» YOUR ASSIGNMENT
Only lines containing "endpoint" are wanted from the data below. Copy those lines.

» DATA

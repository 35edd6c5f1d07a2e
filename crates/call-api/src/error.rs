//! Client error taxonomy.
//!
//! Validation refusals are not errors: they are reported as
//! [`ValidationOutcome`](crate::validator::ValidationOutcome) values and never
//! escalate. Everything here is fatal for the current call attempt.

use std::time::Duration;
use thiserror::Error;

/// Transport-level failures
#[derive(Debug, Error)]
pub enum TransportError {
    /// The peer or the local side already closed the channel
    #[error("Transport closed")]
    Closed,

    /// WebSocket protocol or IO failure
    #[error("WebSocket error: {0}")]
    WebSocket(#[from] tokio_tungstenite::tungstenite::Error),
}

/// Errors surfaced to the caller of the lift-call client
#[derive(Debug, Error)]
pub enum ClientError {
    /// Connect, write or read failure on the gateway channel
    #[error("Transport failure: {0}")]
    Transport(#[from] TransportError),

    /// Credentials rejected locally or by the token endpoint
    #[error("Credential failure: {0}")]
    Credential(String),

    /// Token endpoint could not be reached
    #[error("Token request failed: {0}")]
    TokenRequest(#[from] reqwest::Error),

    /// Outbound payload could not be encoded
    #[error("Serialization error: {0}")]
    Serialization(#[from] serde_json::Error),

    /// Candidate payload does not describe a call
    #[error("Invalid call payload: {0}")]
    Schema(String),

    /// No session id arrived within the configured bound
    #[error("No session id received within {0:?}")]
    SessionIdTimeout(Duration),

    /// Configuration problem detected at startup
    #[error("Configuration error: {0}")]
    Config(#[from] liftcall_core::ConfigError),
}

» SOLUTION FOR THIS TASK
    /// Credentials rejected locally or by the token endpoint
    /// Token endpoint could not be reached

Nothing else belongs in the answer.